Une rude défi donc pour un événement que l’Algérie a organisé une seule fois de son histoire. C’était en 1990. Une édition remportée d’ailleurs par les Verts. Cette fois-ci, ça sera plus difficile. En effet, la CAN 2015 sera organisée au Maroc. Celle de 2017 en Libye. Cette dernière était programmée initialement pour avoir lieu en Afrique du Sud. La Libye devait organiser celle de 2013. Mais comme la situation en Libye ne le permettait pas, et ne le permet toujours pas d’ailleurs, l’organisation d’un événement international, les deux pays se sont échangés les éditions (2013 et 2017).

A partir de là, comme la CAF est soucieuse du respect du principe de rotation entre les différentes zones du continent, on voit mal comment elle attribuerait l’organisation de la CAN trois fois de suite pour des pays nord-africains (2015 au Maroc, 2017 en Libye).
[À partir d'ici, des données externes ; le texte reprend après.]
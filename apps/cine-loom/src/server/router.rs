//! # HTTP API
//!
//! すべての JSON 応答は `{code, message, data, error, timestamp}` の
//! 封筒形式。ダウンロードだけは生の MP4 バイト列を返す。

use axum::{
    extract::{Path, State},
    http::{header, StatusCode},
    response::{IntoResponse, Response},
    routing::{delete, get, post},
    Json, Router,
};
use chrono::Utc;
use infrastructure::project_vault::ProjectVault;
use infrastructure::task_registry::TaskRegistry;
use loom_core::contracts::{GenerationInput, GenerationOptions, Task, TaskStatus};
use loom_core::error::LoomError;
use serde::Deserialize;
use std::sync::Arc;
use tower_http::cors::CorsLayer;
use tracing::{info, warn};
use uuid::Uuid;

use crate::conveyor::Conveyor;

pub struct AppState {
    pub registry: Arc<TaskRegistry>,
    pub conveyor: Conveyor,
    pub vault: Arc<ProjectVault>,
    pub generation_mode: String,
    pub max_text_length: usize,
    pub default_bgm: String,
}

pub fn create_router(state: Arc<AppState>) -> Router {
    Router::new()
        .route("/api/generate", post(generate_handler))
        .route("/api/tasks", get(list_tasks_handler))
        .route("/api/tasks/:task_id", get(task_detail_handler))
        .route("/api/tasks/:task_id", delete(delete_task_handler))
        .route("/api/download/:task_id", get(download_handler))
        .route("/health", get(health_handler))
        .layer(CorsLayer::permissive())
        .with_state(state)
}

// --- 封筒 ---

fn envelope(code: StatusCode, message: &str, data: Option<serde_json::Value>, error: Option<String>) -> Response {
    (
        code,
        Json(serde_json::json!({
            "code": code.as_u16(),
            "message": message,
            "data": data,
            "error": error,
            "timestamp": Utc::now(),
        })),
    )
        .into_response()
}

fn ok(data: serde_json::Value) -> Response {
    envelope(StatusCode::OK, "success", Some(data), None)
}

fn reject(code: StatusCode, error: impl Into<String>) -> Response {
    envelope(code, "error", None, Some(error.into()))
}

// --- ハンドラ ---

#[derive(Deserialize)]
pub struct GenerateRequest {
    #[serde(default)]
    pub text: String,
    #[serde(default)]
    pub options: GenerationOptions,
}

/// POST /api/generate
///
/// 入力検証 → タスク登録 → キュー投入。キューが満杯なら登録を
/// 巻き戻して 429 を返す（幽霊タスクを残さない）。
async fn generate_handler(
    State(state): State<Arc<AppState>>,
    Json(req): Json<GenerateRequest>,
) -> Response {
    if req.text.trim().is_empty() {
        return reject(StatusCode::BAD_REQUEST, "text is required");
    }
    let length = req.text.chars().count();
    if length > state.max_text_length {
        return reject(
            StatusCode::BAD_REQUEST,
            format!("text too long: {} chars (limit {})", length, state.max_text_length),
        );
    }

    let mut options = req.options;
    options.apply_defaults(&state.default_bgm);

    let task_id = Uuid::new_v4().to_string();
    let task = Task::new(
        &task_id,
        GenerationInput {
            text: req.text,
            options,
        },
    );
    state.registry.create(task).await;

    if let Err(e) = state.conveyor.submit(task_id.clone()) {
        // 受理できないタスクはレジストリからも取り除く
        if let Err(e) = state.registry.delete(&task_id).await {
            warn!("📡 API: Rollback of rejected task failed: {}", e);
        }
        return reject(StatusCode::TOO_MANY_REQUESTS, e.to_string());
    }

    info!("📡 API: Task accepted: {}", task_id);
    ok(serde_json::json!({
        "task_id": task_id,
        "status": "queued",
        "estimated_time": 300,
    }))
}

/// GET /api/tasks/:task_id
async fn task_detail_handler(
    State(state): State<Arc<AppState>>,
    Path(task_id): Path<String>,
) -> Response {
    match state.registry.get(&task_id).await {
        Some(task) => match serde_json::to_value(&task) {
            Ok(value) => ok(value),
            Err(e) => reject(StatusCode::INTERNAL_SERVER_ERROR, e.to_string()),
        },
        None => reject(StatusCode::NOT_FOUND, format!("task not found: {task_id}")),
    }
}

/// GET /api/tasks
async fn list_tasks_handler(State(state): State<Arc<AppState>>) -> Response {
    let tasks = state.registry.list().await;
    let total = tasks.len();
    match serde_json::to_value(&tasks) {
        Ok(value) => ok(serde_json::json!({ "tasks": value, "total": total })),
        Err(e) => reject(StatusCode::INTERNAL_SERVER_ERROR, e.to_string()),
    }
}

/// GET /api/download/:task_id
///
/// 完成済みタスクの成果物を MP4 として返す。
async fn download_handler(
    State(state): State<Arc<AppState>>,
    Path(task_id): Path<String>,
) -> Response {
    let Some(task) = state.registry.get(&task_id).await else {
        return reject(StatusCode::NOT_FOUND, format!("task not found: {task_id}"));
    };
    if task.status != TaskStatus::Completed {
        return reject(StatusCode::BAD_REQUEST, "task is not completed yet");
    }
    let Some(result) = &task.result else {
        return reject(StatusCode::BAD_REQUEST, "task has no render result");
    };

    match tokio::fs::read(&result.video_path).await {
        Ok(bytes) => (
            StatusCode::OK,
            [
                (header::CONTENT_TYPE, "video/mp4".to_string()),
                (
                    header::CONTENT_DISPOSITION,
                    format!("attachment; filename=\"{task_id}.mp4\""),
                ),
            ],
            bytes,
        )
            .into_response(),
        Err(e) => {
            warn!("📡 API: Video file missing for {}: {}", task_id, e);
            reject(StatusCode::NOT_FOUND, "video file not found on disk")
        }
    }
}

/// DELETE /api/tasks/:task_id
///
/// レコードとディスク上のアーティファクトを削除する。実行待ちのタスクは
/// 消しても安全（ワーカー側が不在を検知してスキップする）。
async fn delete_task_handler(
    State(state): State<Arc<AppState>>,
    Path(task_id): Path<String>,
) -> Response {
    if let Err(e) = state.vault.remove_project(&task_id).await {
        warn!("📡 API: Artifact cleanup failed for {}: {}", task_id, e);
    }
    match state.registry.delete(&task_id).await {
        Ok(()) => {
            info!("📡 API: Task deleted: {}", task_id);
            ok(serde_json::json!({ "task_id": task_id }))
        }
        Err(LoomError::TaskNotFound { .. }) => {
            reject(StatusCode::NOT_FOUND, format!("task not found: {task_id}"))
        }
        Err(e) => reject(StatusCode::INTERNAL_SERVER_ERROR, e.to_string()),
    }
}

/// GET /health
async fn health_handler(State(state): State<Arc<AppState>>) -> Response {
    ok(serde_json::json!({
        "status": "ok",
        "version": env!("CARGO_PKG_VERSION"),
        "mode": state.generation_mode,
        "time": Utc::now(),
    }))
}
A moins que la Libye se désiste pour l’édition 2017. C’est pour cela que l’Algérie, par précaution sûrement, a également déposé une demande officielle pour l’organisation de la CAN 2021. Les deux autres candidats pour cette édition sont la Côte d’Ivoire et la Guinée. «Une commission unique, composée d’experts, sera désignée au cours de la prochaine réunion du Comité Exécutif de la CAF du 21 février 2014 au Caire en Egypte pour conduire les visites d’inspection dans les pays candidats», indique-t-on du côté de la CAF. «Le vote final pour la désignation des pays hôtes des Coupes d’Afrique des Nations 2019 et 2021 se fera au cours de la session du Comité Exécutif de la CAF en Septembre 2014 (au lieu de Mai 2014), afin de permettre à chaque pays candidat d’avoir le temps nécessaire de recevoir la mission d’inspection de la CAF», ajoute-t-on.